Getting Out of The Loop

We often feel bad about choices that were made when we didn't have all the facts or the emotional support we needed, or about things we did that don’t fit with our ideals. We often blame ourselves and get stuck in a thought loop. We might say things such as, "I should have known better," "I messed everything up," or "I can't forgive myself." But these views are often overly harsh and unfair. Through cognitive behavioral therapy and other types of therapy, counselors can help people come to understand how our automatic thinking can make our regrets worse. Accepting these thoughts and replacing them with a more objective point of view can help ease the emotional weight of regret.

Along with counseling (or interwoven with it), people often find strength through faith in spiritual beliefs. Many religious traditions discuss self-growth, forgiveness, and grace. These ideas can make people feel better and serve as a reminder that our flaws do not define who we are. They can help us be kind to ourselves, knowing that we should treat ourselves the same way we would a friend who has made a mistake. 

Awareness & Intentionality

There are a number of steps that counselors suggest for those seeking to deal with regret in a better way. The first step is to become more aware of your own feelings of regret. This could entail noticing when specific memories cause you to self-criticize, or determining what causes your "what if" scenarios to arise. You may find it easier to understand how you feel and what you wish had been different if you write in a journal while you think back on what happened.
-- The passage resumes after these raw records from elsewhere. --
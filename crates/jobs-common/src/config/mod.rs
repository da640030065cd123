//! Configuration structs

mod app_config;

pub use app_config::{
    AppConfig, AppSettings, ConfigError, CorsConfig, DatabaseConfig, Environment, JwtConfig,
    RateLimitConfig, ServerConfig,
};
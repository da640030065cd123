//! PostgreSQL implementation of BookmarkRepository

use std::collections::HashSet;

use async_trait::async_trait;
use sqlx::PgPool;
use tracing::instrument;

use jobs_core::engagement::ToggleOutcome;
use jobs_core::traits::{BookmarkRepository, RepoResult, ToggleRelation};
use jobs_core::value_objects::{JobId, UserId};

use super::toggle::PairTable;

/// PostgreSQL implementation of BookmarkRepository
#[derive(Clone)]
pub struct PgBookmarkRepository {
    pool: PgPool,
    pairs: PairTable,
}

impl PgBookmarkRepository {
    pub fn new(pool: PgPool) -> Self {
        Self {
            pool,
            pairs: PairTable::new("bookmarks"),
        }
    }
}

#[async_trait]
impl ToggleRelation for PgBookmarkRepository {
    #[instrument(skip(self))]
    async fn insert_if_absent(&self, user_id: UserId, job_id: JobId) -> RepoResult<bool> {
        self.pairs.insert_if_absent(&self.pool, user_id, job_id).await
    }

    #[instrument(skip(self))]
    async fn remove(&self, user_id: UserId, job_id: JobId) -> RepoResult<bool> {
        self.pairs.remove(&self.pool, user_id, job_id).await
    }

    #[instrument(skip(self))]
    async fn exists(&self, user_id: UserId, job_id: JobId) -> RepoResult<bool> {
        self.pairs.exists(&self.pool, user_id, job_id).await
    }

    #[instrument(skip(self, job_ids), fields(jobs = job_ids.len()))]
    async fn marked_jobs(&self, user_id: UserId, job_ids: &[JobId]) -> RepoResult<HashSet<JobId>> {
        self.pairs.marked_jobs(&self.pool, user_id, job_ids).await
    }

    #[instrument(skip(self))]
    async fn toggle(&self, user_id: UserId, job_id: JobId) -> RepoResult<ToggleOutcome> {
        self.pairs.toggle(&self.pool, user_id, job_id).await
    }
}

impl BookmarkRepository for PgBookmarkRepository {}
//! PostgreSQL implementation of JobRepository

use async_trait::async_trait;
use sqlx::PgPool;
use tracing::instrument;

use jobs_core::entities::{JobCategory, JobPosting, NewJobPosting};
use jobs_core::traits::{JobRepository, RepoResult};
use jobs_core::value_objects::JobId;

use crate::models::JobPostingModel;

use super::error::{job_not_found, map_db_error};

const JOB_COLUMNS: &str = "id, category, title, organization, location, vacancies, last_date, \
                           description, posted_at, job_link";

/// PostgreSQL implementation of JobRepository
#[derive(Clone)]
pub struct PgJobRepository {
    pool: PgPool,
}

impl PgJobRepository {
    pub fn new(pool: PgPool) -> Self {
        Self { pool }
    }
}

#[async_trait]
impl JobRepository for PgJobRepository {
    #[instrument(skip(self))]
    async fn find_by_id(&self, id: JobId) -> RepoResult<Option<JobPosting>> {
        let sql = format!("SELECT {JOB_COLUMNS} FROM job_postings WHERE id = $1");
        let result = sqlx::query_as::<_, JobPostingModel>(&sql)
            .bind(id.into_inner())
            .fetch_optional(&self.pool)
            .await
            .map_err(map_db_error)?;

        result.map(JobPosting::try_from).transpose()
    }

    #[instrument(skip(self))]
    async fn list(&self, category: Option<JobCategory>) -> RepoResult<Vec<JobPosting>> {
        let sql = format!(
            "SELECT {JOB_COLUMNS} FROM job_postings \
             WHERE ($1::TEXT IS NULL OR category = $1) \
             ORDER BY posted_at DESC, id DESC"
        );
        let rows = sqlx::query_as::<_, JobPostingModel>(&sql)
            .bind(category.map(JobCategory::as_str))
            .fetch_all(&self.pool)
            .await
            .map_err(map_db_error)?;

        rows.into_iter().map(JobPosting::try_from).collect()
    }

    #[instrument(skip(self, job), fields(title = %job.title))]
    async fn create(&self, job: &NewJobPosting) -> RepoResult<JobPosting> {
        let sql = format!(
            "INSERT INTO job_postings \
                 (category, title, organization, location, vacancies, last_date, description, job_link) \
             VALUES ($1, $2, $3, $4, $5, $6, $7, $8) \
             RETURNING {JOB_COLUMNS}"
        );
        let row = sqlx::query_as::<_, JobPostingModel>(&sql)
            .bind(job.category.as_str())
            .bind(&job.title)
            .bind(&job.organization)
            .bind(&job.location)
            .bind(job.vacancies)
            .bind(job.last_date)
            .bind(&job.description)
            .bind(&job.job_link)
            .fetch_one(&self.pool)
            .await
            .map_err(map_db_error)?;

        JobPosting::try_from(row)
    }

    #[instrument(skip(self))]
    async fn delete(&self, id: JobId) -> RepoResult<()> {
        let result = sqlx::query("DELETE FROM job_postings WHERE id = $1")
            .bind(id.into_inner())
            .execute(&self.pool)
            .await
            .map_err(map_db_error)?;

        if result.rows_affected() == 0 {
            return Err(job_not_found(id));
        }
        Ok(())
    }

    #[instrument(skip(self))]
    async fn exists(&self, id: JobId) -> RepoResult<bool> {
        sqlx::query_scalar::<_, bool>("SELECT EXISTS(SELECT 1 FROM job_postings WHERE id = $1)")
            .bind(id.into_inner())
            .fetch_one(&self.pool)
            .await
            .map_err(map_db_error)
    }
}

#[cfg(test)]
mod tests {
    use super::*;

    #[test]
    fn test_repo_is_send_sync() {
        fn assert_send_sync<T: Send + Sync>() {}
        assert_send_sync::<PgJobRepository>();
    }
}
Understanding & Compassion

Another step that can help is to gently question the inner critic. When you feel regret, ask yourself questions like, "What did I know at the time?" or "What pressures or circumstances affected my choice?" These questions don't make bad actions okay, but they do help us understand the situation better and see our former selves with compassion. We can take responsibility for our past choices while also giving ourselves grace if we look at the choices through the lens of growth instead of blame. We stop defining ourselves by one moment or choice and start to see that hard times can help us grow. Studies on emotional well-being indicate that individuals who confront mistakes with curiosity and compassion are more inclined to derive lessons from them and progress in a more constructive manner. 

Past & Future Values

Finally, feeling bad about something can help you get back in touch with your own values. When you think about what you wish you had done differently, you can learn a lot about yourself, like how important honesty, patience, courage, or a deeper connection with other people is to you. Once you know what these values are, you can start making new choices that are in line with who you want to be in the future.

Letting go of regret doesn't mean forgetting the past or acting like mistakes never happened. Instead, it means learning from those experiences so they can help you do better in the future.  

Reflection Questions:

  • What situations or memories tend to bring up feelings of regret for me?

  • What do I usually tell myself when I think about the moments I regret?

  • If a friend were confessing the same regret to me, what would I tell them? 

  • What value of mine does this regret reveal? How can I pursue that value in the future? 


References:
  • Muchnick, M. (2011, March 5). Make peace with yourself: How we let go of regret. Psychology Today.

  • Richo, D. (2026, January 15). How to let go of regret. Psychology Today.

  • Strobel, T. (n.d.). Unlocking happiness: 8 ways to let go of past regrets. Be More With Less.

  • DeSteno, D. (2014, November 3). Letting go of regret. Psychology Today.